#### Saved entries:

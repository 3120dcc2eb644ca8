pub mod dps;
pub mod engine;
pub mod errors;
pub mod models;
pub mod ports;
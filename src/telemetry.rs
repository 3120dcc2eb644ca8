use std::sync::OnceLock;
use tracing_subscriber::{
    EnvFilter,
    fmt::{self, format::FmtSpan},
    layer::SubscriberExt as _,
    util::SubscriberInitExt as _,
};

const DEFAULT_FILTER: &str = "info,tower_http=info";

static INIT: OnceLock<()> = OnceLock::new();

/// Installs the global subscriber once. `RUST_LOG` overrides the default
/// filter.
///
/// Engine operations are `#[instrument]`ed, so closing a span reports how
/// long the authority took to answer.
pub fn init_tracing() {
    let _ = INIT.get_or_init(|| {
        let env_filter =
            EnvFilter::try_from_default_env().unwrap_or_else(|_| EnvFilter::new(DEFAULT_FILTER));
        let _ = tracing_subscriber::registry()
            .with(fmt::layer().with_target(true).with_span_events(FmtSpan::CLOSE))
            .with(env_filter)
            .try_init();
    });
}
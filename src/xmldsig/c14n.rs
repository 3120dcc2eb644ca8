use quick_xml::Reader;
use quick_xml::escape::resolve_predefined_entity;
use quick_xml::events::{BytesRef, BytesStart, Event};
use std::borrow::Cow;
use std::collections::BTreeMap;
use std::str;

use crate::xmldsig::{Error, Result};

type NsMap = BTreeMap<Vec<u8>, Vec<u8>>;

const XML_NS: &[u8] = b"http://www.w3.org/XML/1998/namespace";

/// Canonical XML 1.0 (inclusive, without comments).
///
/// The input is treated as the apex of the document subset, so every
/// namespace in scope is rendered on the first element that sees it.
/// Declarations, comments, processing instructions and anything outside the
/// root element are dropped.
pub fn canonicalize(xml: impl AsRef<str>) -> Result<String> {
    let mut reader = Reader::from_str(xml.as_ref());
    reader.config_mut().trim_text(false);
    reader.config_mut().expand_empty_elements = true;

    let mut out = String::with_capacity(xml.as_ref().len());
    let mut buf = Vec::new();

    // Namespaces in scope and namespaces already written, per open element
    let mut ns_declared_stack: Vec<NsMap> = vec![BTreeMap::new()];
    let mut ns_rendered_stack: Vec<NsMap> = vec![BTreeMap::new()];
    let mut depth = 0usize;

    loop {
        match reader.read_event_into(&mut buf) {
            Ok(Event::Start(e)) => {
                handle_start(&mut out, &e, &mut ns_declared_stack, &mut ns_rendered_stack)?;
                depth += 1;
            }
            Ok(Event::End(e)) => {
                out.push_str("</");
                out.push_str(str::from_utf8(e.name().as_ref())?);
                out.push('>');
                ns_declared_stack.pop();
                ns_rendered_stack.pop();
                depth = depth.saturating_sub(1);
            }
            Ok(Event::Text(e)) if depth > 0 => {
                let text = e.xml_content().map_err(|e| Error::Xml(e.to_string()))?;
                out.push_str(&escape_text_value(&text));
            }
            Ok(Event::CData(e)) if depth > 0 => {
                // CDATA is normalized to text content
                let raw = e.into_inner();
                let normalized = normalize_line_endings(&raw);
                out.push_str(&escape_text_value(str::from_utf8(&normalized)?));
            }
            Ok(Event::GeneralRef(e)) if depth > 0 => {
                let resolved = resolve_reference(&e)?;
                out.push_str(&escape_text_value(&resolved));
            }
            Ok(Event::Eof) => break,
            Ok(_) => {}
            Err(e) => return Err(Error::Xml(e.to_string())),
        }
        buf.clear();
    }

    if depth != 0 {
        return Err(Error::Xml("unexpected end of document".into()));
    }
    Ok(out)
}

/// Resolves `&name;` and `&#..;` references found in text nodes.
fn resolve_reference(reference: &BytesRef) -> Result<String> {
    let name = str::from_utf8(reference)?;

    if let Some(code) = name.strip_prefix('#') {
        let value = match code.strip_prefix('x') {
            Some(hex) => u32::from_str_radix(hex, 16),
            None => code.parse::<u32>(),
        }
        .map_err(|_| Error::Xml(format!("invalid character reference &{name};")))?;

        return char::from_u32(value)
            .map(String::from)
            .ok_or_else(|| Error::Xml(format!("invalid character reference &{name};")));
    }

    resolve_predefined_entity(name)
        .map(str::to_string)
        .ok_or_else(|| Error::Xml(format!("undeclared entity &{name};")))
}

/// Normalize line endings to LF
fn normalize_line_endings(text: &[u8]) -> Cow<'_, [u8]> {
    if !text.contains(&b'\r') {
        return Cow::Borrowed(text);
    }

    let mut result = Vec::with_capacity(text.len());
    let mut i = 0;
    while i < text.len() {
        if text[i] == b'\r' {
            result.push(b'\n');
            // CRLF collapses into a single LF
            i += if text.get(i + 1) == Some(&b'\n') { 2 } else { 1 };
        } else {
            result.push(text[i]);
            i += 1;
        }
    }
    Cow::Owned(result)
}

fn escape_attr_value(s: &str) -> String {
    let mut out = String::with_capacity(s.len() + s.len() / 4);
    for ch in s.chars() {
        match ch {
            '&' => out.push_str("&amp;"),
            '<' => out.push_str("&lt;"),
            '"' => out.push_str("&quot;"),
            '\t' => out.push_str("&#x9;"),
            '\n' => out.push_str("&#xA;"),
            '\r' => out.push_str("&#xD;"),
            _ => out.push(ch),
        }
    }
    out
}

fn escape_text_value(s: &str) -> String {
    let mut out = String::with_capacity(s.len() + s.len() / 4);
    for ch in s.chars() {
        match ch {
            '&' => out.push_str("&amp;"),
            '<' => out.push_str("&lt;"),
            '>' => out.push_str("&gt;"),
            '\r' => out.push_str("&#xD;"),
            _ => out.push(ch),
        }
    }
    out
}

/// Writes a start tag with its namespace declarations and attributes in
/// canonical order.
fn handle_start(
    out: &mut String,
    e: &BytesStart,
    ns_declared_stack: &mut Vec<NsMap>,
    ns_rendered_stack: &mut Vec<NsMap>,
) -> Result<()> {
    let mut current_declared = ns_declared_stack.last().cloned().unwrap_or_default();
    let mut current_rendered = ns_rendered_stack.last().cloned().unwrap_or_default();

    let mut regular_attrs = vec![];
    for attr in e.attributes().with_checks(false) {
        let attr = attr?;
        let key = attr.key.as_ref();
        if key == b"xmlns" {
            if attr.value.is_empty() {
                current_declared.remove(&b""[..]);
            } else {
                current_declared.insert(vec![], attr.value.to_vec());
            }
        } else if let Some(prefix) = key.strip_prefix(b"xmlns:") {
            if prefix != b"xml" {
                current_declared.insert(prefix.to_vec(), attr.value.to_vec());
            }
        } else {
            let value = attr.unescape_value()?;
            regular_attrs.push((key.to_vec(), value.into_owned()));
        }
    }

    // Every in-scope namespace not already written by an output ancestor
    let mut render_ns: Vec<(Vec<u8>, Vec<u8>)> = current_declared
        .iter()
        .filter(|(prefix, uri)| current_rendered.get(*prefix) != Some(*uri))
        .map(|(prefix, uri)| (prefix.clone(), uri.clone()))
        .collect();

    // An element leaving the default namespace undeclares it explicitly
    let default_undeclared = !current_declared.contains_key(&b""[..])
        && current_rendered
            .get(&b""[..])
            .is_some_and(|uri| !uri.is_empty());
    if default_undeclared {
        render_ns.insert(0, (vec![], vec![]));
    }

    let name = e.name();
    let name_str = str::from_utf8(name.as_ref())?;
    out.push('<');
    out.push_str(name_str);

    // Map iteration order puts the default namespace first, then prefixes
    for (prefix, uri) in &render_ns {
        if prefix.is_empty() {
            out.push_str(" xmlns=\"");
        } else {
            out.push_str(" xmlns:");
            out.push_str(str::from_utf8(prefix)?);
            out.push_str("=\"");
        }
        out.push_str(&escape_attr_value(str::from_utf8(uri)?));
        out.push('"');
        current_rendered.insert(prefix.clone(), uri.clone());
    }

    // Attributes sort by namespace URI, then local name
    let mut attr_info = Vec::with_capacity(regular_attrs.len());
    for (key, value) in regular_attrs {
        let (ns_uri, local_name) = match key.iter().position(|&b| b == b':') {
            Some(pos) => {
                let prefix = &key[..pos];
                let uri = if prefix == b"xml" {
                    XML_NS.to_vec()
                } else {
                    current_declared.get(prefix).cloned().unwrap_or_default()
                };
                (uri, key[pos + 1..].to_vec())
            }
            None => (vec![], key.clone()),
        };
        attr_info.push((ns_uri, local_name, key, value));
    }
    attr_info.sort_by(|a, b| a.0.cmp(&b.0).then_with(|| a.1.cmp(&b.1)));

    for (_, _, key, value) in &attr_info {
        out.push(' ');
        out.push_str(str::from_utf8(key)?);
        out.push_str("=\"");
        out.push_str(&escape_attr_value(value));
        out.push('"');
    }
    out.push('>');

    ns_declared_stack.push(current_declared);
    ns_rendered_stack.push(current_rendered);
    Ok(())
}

#### Your assignment:
Would you retype exactly the lines above, from the line with "pub mod dps;" to the line with "let _ = tracing_subscriber::registry()", with both end lines kept and nothing more?

#### Exercise response:
pub mod dps;
pub mod engine;
pub mod errors;
pub mod models;
pub mod ports;
filename src/telemetry.rs
repository 3120dcc2eb644ca8
use std::sync::OnceLock;
use tracing_subscriber::{
    EnvFilter,
    fmt::{self, format::FmtSpan},
    layer::SubscriberExt as _,
    util::SubscriberInitExt as _,
};

const DEFAULT_FILTER: &str = "info,tower_http=info";

static INIT: OnceLock<()> = OnceLock::new();

/// Installs the global subscriber once. `RUST_LOG` overrides the default
/// filter.
///
/// Engine operations are `#[instrument]`ed, so closing a span reports how
/// long the authority took to answer.
pub fn init_tracing() {
    let _ = INIT.get_or_init(|| {
        let env_filter =
            EnvFilter::try_from_default_env().unwrap_or_else(|_| EnvFilter::new(DEFAULT_FILTER));
        let _ = tracing_subscriber::registry()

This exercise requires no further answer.